Je m’étais donc privé de cette première représentation, et j’attendais mes Anglais à Shakspeare.

Ils annoncèrent Hamlet.

Cette fois, je n’avais garde d’y manquer ; Ernest était, par bonheur, de semaine pour le portefeuille. Je quittai le bureau à quatre heures, et j’allai prendre ma place à la queue, un peu mieux renseigné, cette fois, que je ne l’avais été lors de mon premier voyage à Paris.

Je savais si bien mon Hamlet, que je n’avais pas eu besoin d’acheter le libretto ; je pouvais suivre l’acteur, traduisant les mots au fur et à mesure qu’il les disait.

J’avoue que l’impression dépassa de beaucoup mon attente : Kemble était merveilleux dans le rôle d’Hamlet ; miss Smithson adorable dans celui d’Ophélia.

La scène de la plate-forme, la scène de l’éventail, la scène des deux portraits, la scène de folie, la scène du cimetière, me bouleversèrent. À partir de cette heure, seulement, j’avais une idée du théâtre, et, de tous ces débris des choses passées, que la secousse reçue venait de faire dans mon esprit, je comprenais la possibilité de construire un monde.

« Et, sur tout ce chaos, dit la Bible, flottait l’esprit du Seigneur.

C’était là première fois que je voyais au théâtre des passions réelles, animant des hommes et des femmes en chair et en os.
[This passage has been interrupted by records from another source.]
//! HTTP request types for the Omise API SDK.
//!
//! This module provides the [`HttpRequest`] type and its builder for
//! constructing requests to the Omise API.

use std::collections::HashMap;
use std::fmt;

use crate::clients::errors::InvalidHttpRequestError;

/// HTTP methods used by the Omise API.
///
/// Omise updates resources with PATCH; there is no PUT.
#[derive(Clone, Copy, Debug, PartialEq, Eq)]
pub enum HttpMethod {
    /// HTTP GET method for retrieving resources.
    Get,
    /// HTTP POST method for creating resources.
    Post,
    /// HTTP PATCH method for updating resources.
    Patch,
    /// HTTP DELETE method for removing resources.
    Delete,
}

impl HttpMethod {
    /// Returns `true` if requests with this method must carry a body.
    #[must_use]
    pub const fn requires_body(&self) -> bool {
        matches!(self, Self::Post | Self::Patch)
    }
}

impl fmt::Display for HttpMethod {
    fn fmt(&self, f: &mut fmt::Formatter<'_>) -> fmt::Result {
        match self {
            Self::Get => write!(f, "get"),
            Self::Post => write!(f, "post"),
            Self::Patch => write!(f, "patch"),
            Self::Delete => write!(f, "delete"),
        }
    }
}

/// An HTTP request to be sent to one of the Omise hosts.
///
/// Use [`HttpRequest::builder`] to construct requests with the builder pattern.
/// Bodies are always JSON objects.
///
/// # Example
///
/// ```rust
/// use omise_api::clients::{HttpRequest, HttpMethod};
/// use serde_json::json;
///
/// // GET request
/// let get_request = HttpRequest::builder(HttpMethod::Get, "/customers")
///     .query_param("limit", "20")
///     .build()
///     .unwrap();
///
/// // PATCH request with JSON body
/// let patch_request = HttpRequest::builder(HttpMethod::Patch, "/customers/cust_1")
///     .body(json!({"description": "VIP"}))
///     .build()
///     .unwrap();
/// # let _ = (get_request, patch_request);
/// ```
#[derive(Clone, Debug)]
pub struct HttpRequest {
    /// The HTTP method for this request.
    pub http_method: HttpMethod,
    /// The absolute path (relative to the host) for this request.
    pub path: String,
    /// The JSON request body, if any.
    pub body: Option<serde_json::Value>,
    /// Query parameters to append to the URL.
    pub query: Option<HashMap<String, String>>,
    /// Additional headers to include in the request.
    pub extra_headers: Option<HashMap<String, String>>,
}

impl HttpRequest {
    /// Creates a new builder for constructing an `HttpRequest`.
    #[must_use]
    pub fn builder(method: HttpMethod, path: impl Into<String>) -> HttpRequestBuilder {
        HttpRequestBuilder::new(method, path)
    }

    /// Validates the request, ensuring it meets all requirements.
    ///
    /// # Errors
    ///
    /// Returns [`InvalidHttpRequestError`] if:
    /// - `http_method` is `Post` or `Patch` but `body` is `None`
    /// - `body` is present but is not a JSON object
    pub fn verify(&self) -> Result<(), InvalidHttpRequestError> {
        if self.http_method.requires_body() && self.body.is_none() {
            return Err(InvalidHttpRequestError::MissingBody {
                method: self.http_method.to_string(),
            });
        }

        if self.body.as_ref().is_some_and(|body| !body.is_object()) {
            return Err(InvalidHttpRequestError::BodyNotObject {
                method: self.http_method.to_string(),
            });
        }

        Ok(())
    }
}

/// Builder for constructing [`HttpRequest`] instances.
#[derive(Debug)]
pub struct HttpRequestBuilder {
    http_method: HttpMethod,
    path: String,
    body: Option<serde_json::Value>,
    query: Option<HashMap<String, String>>,
    extra_headers: Option<HashMap<String, String>>,
}

impl HttpRequestBuilder {
    fn new(method: HttpMethod, path: impl Into<String>) -> Self {
        Self {
            http_method: method,
            path: path.into(),
            body: None,
            query: None,
            extra_headers: None,
        }
    }

    /// Sets the JSON request body.
    #[must_use]
    pub fn body(mut self, body: impl Into<serde_json::Value>) -> Self {
        self.body = Some(body.into());
        self
    }

    /// Sets all query parameters at once.
    #[must_use]
    pub fn query(mut self, query: HashMap<String, String>) -> Self {
        self.query = Some(query);
        self
    }

    /// Adds a single query parameter.
    #[must_use]
    pub fn query_param(mut self, key: impl Into<String>, value: impl Into<String>) -> Self {
        self.query
            .get_or_insert_with(HashMap::new)
            .insert(key.into(), value.into());
        self
    }

    /// Adds a single extra header.
    #[must_use]
    pub fn header(mut self, key: impl Into<String>, value: impl Into<String>) -> Self {
        self.extra_headers
            .get_or_insert_with(HashMap::new)
            .insert(key.into(), value.into());
        self
    }

    /// Builds the [`HttpRequest`], validating it in the process.
    ///
    /// # Errors
    ///
    /// Returns [`InvalidHttpRequestError`] if the request fails validation.
    pub fn build(self) -> Result<HttpRequest, InvalidHttpRequestError> {
        let request = HttpRequest {
            http_method: self.http_method,
            path: self.path,
            body: self.body,
            query: self.query,
            extra_headers: self.extra_headers,
        };
        request.verify()?;
        Ok(request)
    }
}
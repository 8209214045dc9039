//! REST client implementation for the Omise API.
//!
//! This module provides the [`RestClient`] type, which owns one HTTP client
//! per Omise host and routes each request to the right one.

use std::collections::HashMap;
use std::fmt;

use crate::clients::rest::RestError;
use crate::clients::{HttpClient, HttpMethod, HttpRequest, HttpResponse};
use crate::config::{OmiseConfig, SecretKey};
use crate::error::ConfigError;

/// The Omise host a request is sent to.
///
/// Each host is paired with its own credential: the main API uses the
/// secret key and the vault uses the public key.
#[derive(Clone, Copy, Debug, PartialEq, Eq, Hash)]
pub enum Host {
    /// The main API (`https://api.omise.co`), authenticated with the secret key.
    Api,
    /// The vault (`https://vault.omise.co`), authenticated with the public key.
    Vault,
}

impl fmt::Display for Host {
    fn fmt(&self, f: &mut fmt::Formatter<'_>) -> fmt::Result {
        match self {
            Self::Api => write!(f, "api"),
            Self::Vault => write!(f, "vault"),
        }
    }
}

/// REST API client for the Omise API.
///
/// Provides `get`, `post`, `patch` and `delete` methods routed to either
/// host. The vault client only exists when a public key is configured;
/// vault requests otherwise fail with [`ConfigError::MissingVaultKey`]
/// before anything is sent.
///
/// # Thread Safety
///
/// `RestClient` is `Send + Sync`, making it safe to share across async tasks.
///
/// # Example
///
/// ```rust,ignore
/// use omise_api::{OmiseConfig, RestClient, SecretKey};
/// use omise_api::clients::rest::Host;
///
/// let config = OmiseConfig::builder()
///     .secret_key(SecretKey::new("skey_test_123")?)
///     .build()?;
///
/// let client = RestClient::new(&config)?;
/// let response = client.get(Host::Api, "/account", None).await?;
/// println!("Account: {}", response.body);
/// ```
#[derive(Debug)]
pub struct RestClient {
    /// The configuration this client was built from.
    config: OmiseConfig,
    /// Client for the main API.
    api: HttpClient,
    /// Client for the vault, present only with a public key.
    vault: Option<HttpClient>,
}

// Verify RestClient is Send + Sync at compile time
const _: fn() = || {
    const fn assert_send_sync<T: Send + Sync>() {}
    assert_send_sync::<RestClient>();
};

impl RestClient {
    /// Creates a new REST client from the given configuration.
    ///
    /// # Errors
    ///
    /// Returns [`RestError::Http`] if an underlying HTTP client cannot be built.
    pub fn new(config: &OmiseConfig) -> Result<Self, RestError> {
        let api = HttpClient::new(config.api_host(), config.secret_key().as_ref(), config)?;

        let vault = config
            .public_key()
            .map(|key| HttpClient::new(config.vault_host(), key.as_ref(), config))
            .transpose()?;

        if vault.is_none() {
            tracing::debug!("No public key configured; vault requests will be rejected");
        }

        Ok(Self {
            config: config.clone(),
            api,
            vault,
        })
    }

    /// Creates a client for another account, sharing hosts and settings.
    ///
    /// Entities fetched through different clients share no state.
    ///
    /// # Errors
    ///
    /// Returns [`RestError::Http`] if an underlying HTTP client cannot be built.
    pub fn with_secret_key(&self, secret_key: SecretKey) -> Result<Self, RestError> {
        Self::new(&self.config.with_secret_key(secret_key))
    }

    /// Returns the configuration this client was built from.
    #[must_use]
    pub const fn config(&self) -> &OmiseConfig {
        &self.config
    }

    /// Returns `true` if vault requests can be sent.
    #[must_use]
    pub const fn has_vault(&self) -> bool {
        self.vault.is_some()
    }

    /// Returns the HTTP client serving `host`.
    ///
    /// # Errors
    ///
    /// Returns [`ConfigError::MissingVaultKey`] for [`Host::Vault`] when no
    /// public key is configured.
    pub fn http_client(&self, host: Host) -> Result<&HttpClient, RestError> {
        match host {
            Host::Api => Ok(&self.api),
            Host::Vault => self
                .vault
                .as_ref()
                .ok_or(RestError::Config(ConfigError::MissingVaultKey)),
        }
    }

    /// Sends a GET request to `path` on `host`.
    ///
    /// # Errors
    ///
    /// Returns [`RestError::InvalidPath`] if the path is invalid (e.g., empty).
    /// Returns [`RestError::Config`] if the host has no credential.
    /// Returns [`RestError::Http`] for HTTP-level errors.
    pub async fn get(
        &self,
        host: Host,
        path: &str,
        query: Option<HashMap<String, String>>,
    ) -> Result<HttpResponse, RestError> {
        self.make_request(host, HttpMethod::Get, path, None, query)
            .await
    }

    /// Sends a POST request with a JSON body to `path` on `host`.
    ///
    /// # Errors
    ///
    /// Same as [`get`](Self::get).
    pub async fn post(
        &self,
        host: Host,
        path: &str,
        body: serde_json::Value,
    ) -> Result<HttpResponse, RestError> {
        self.make_request(host, HttpMethod::Post, path, Some(body), None)
            .await
    }

    /// Sends a PATCH request with a JSON body to `path` on `host`.
    ///
    /// # Errors
    ///
    /// Same as [`get`](Self::get).
    pub async fn patch(
        &self,
        host: Host,
        path: &str,
        body: serde_json::Value,
    ) -> Result<HttpResponse, RestError> {
        self.make_request(host, HttpMethod::Patch, path, Some(body), None)
            .await
    }

    /// Sends a DELETE request to `path` on `host`.
    ///
    /// # Errors
    ///
    /// Same as [`get`](Self::get).
    pub async fn delete(&self, host: Host, path: &str) -> Result<HttpResponse, RestError> {
        self.make_request(host, HttpMethod::Delete, path, None, None)
            .await
    }

    /// Internal helper to build and send requests.
    async fn make_request(
        &self,
        host: Host,
        method: HttpMethod,
        path: &str,
        body: Option<serde_json::Value>,
        query: Option<HashMap<String, String>>,
    ) -> Result<HttpResponse, RestError> {
        // Resolve the credential before doing anything else
        let http_client = self.http_client(host)?;

        let normalized_path = normalize_path(path)?;

        let mut builder = HttpRequest::builder(method, normalized_path);

        if let Some(body_value) = body {
            builder = builder.body(body_value);
        }

        if let Some(query_params) = query {
            builder = builder.query(query_params);
        }

        let request = builder.build().map_err(|e| RestError::Http(e.into()))?;

        http_client.request(request).await.map_err(Into::into)
    }
}

/// Normalizes a REST API path.
///
/// This function:
/// 1. Collapses repeated `/` characters
/// 2. Ensures a single leading `/`
/// 3. Strips trailing `/` characters
/// 4. Returns an error for empty paths
fn normalize_path(path: &str) -> Result<String, RestError> {
    let segments: Vec<&str> = path.split('/').filter(|s| !s.is_empty()).collect();

    if segments.is_empty() {
        return Err(RestError::InvalidPath {
            path: path.to_string(),
        });
    }

    Ok(format!("/{}", segments.join("/")))
}

#[cfg(test)]
mod tests {
    use super::*;
    use crate::config::PublicKey;

    fn create_test_config(with_public_key: bool) -> OmiseConfig {
        let builder = OmiseConfig::builder().secret_key(SecretKey::new("skey_test_123").unwrap());
        let builder = if with_public_key {
            builder.public_key(PublicKey::new("pkey_test_123").unwrap())
        } else {
            builder
        };
        builder.build().unwrap()
    }

    // === Path Normalization Tests ===

    #[test]
    fn test_normalize_path_adds_leading_slash() {
        assert_eq!(normalize_path("customers").unwrap(), "/customers");
    }

    #[test]
    fn test_normalize_path_collapses_double_slashes() {
        assert_eq!(
            normalize_path("//customers//cust_1/cards/").unwrap(),
            "/customers/cust_1/cards"
        );
    }

    #[test]
    fn test_normalize_path_empty_path_returns_error() {
        assert!(matches!(
            normalize_path(""),
            Err(RestError::InvalidPath { .. })
        ));
        assert!(matches!(
            normalize_path("///"),
            Err(RestError::InvalidPath { .. })
        ));
    }

    // === RestClient Construction Tests ===

    #[test]
    fn test_rest_client_without_public_key_has_no_vault() {
        let client = RestClient::new(&create_test_config(false)).unwrap();

        assert!(!client.has_vault());
        assert!(client.http_client(Host::Api).is_ok());
        assert!(matches!(
            client.http_client(Host::Vault),
            Err(RestError::Config(ConfigError::MissingVaultKey))
        ));
    }

    #[test]
    fn test_rest_client_with_public_key_routes_to_vault_host() {
        let client = RestClient::new(&create_test_config(true)).unwrap();

        assert!(client.has_vault());
        assert_eq!(
            client.http_client(Host::Vault).unwrap().base_uri(),
            "https://vault.omise.co"
        );
        assert_eq!(
            client.http_client(Host::Api).unwrap().base_uri(),
            "https://api.omise.co"
        );
    }

    #[test]
    fn test_with_secret_key_switches_credentials_only() {
        let client = RestClient::new(&create_test_config(true)).unwrap();
        let other = client
            .with_secret_key(SecretKey::new("skey_test_other").unwrap())
            .unwrap();

        assert_eq!(other.config().secret_key().as_ref(), "skey_test_other");
        assert!(other.has_vault());
        assert_ne!(
            other.http_client(Host::Api).unwrap().default_headers().get("Authorization"),
            client.http_client(Host::Api).unwrap().default_headers().get("Authorization"),
        );
    }

    #[tokio::test]
    async fn test_vault_request_without_public_key_fails_before_sending() {
        let client = RestClient::new(&create_test_config(false)).unwrap();

        let result = client
            .post(Host::Vault, "/tokens", serde_json::json!({"card": {}}))
            .await;

        assert!(matches!(
            result,
            Err(RestError::Config(ConfigError::MissingVaultKey))
        ));
    }

    #[test]
    fn test_rest_client_is_send_sync() {
        fn assert_send_sync<T: Send + Sync>() {}
        assert_send_sync::<RestClient>();
    }
}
Je compris, alors, ces plaintes de Talma à chaque nouveau rôle qu’il créait ; je compris cette aspiration éternelle vers une littérature qui lui donnât la faculté d’être homme en même temps que héros ; je compris son désespoir de mourir sans avoir pu mettre au jour cette part de génie qui mourait inconnue en lui et avec lui.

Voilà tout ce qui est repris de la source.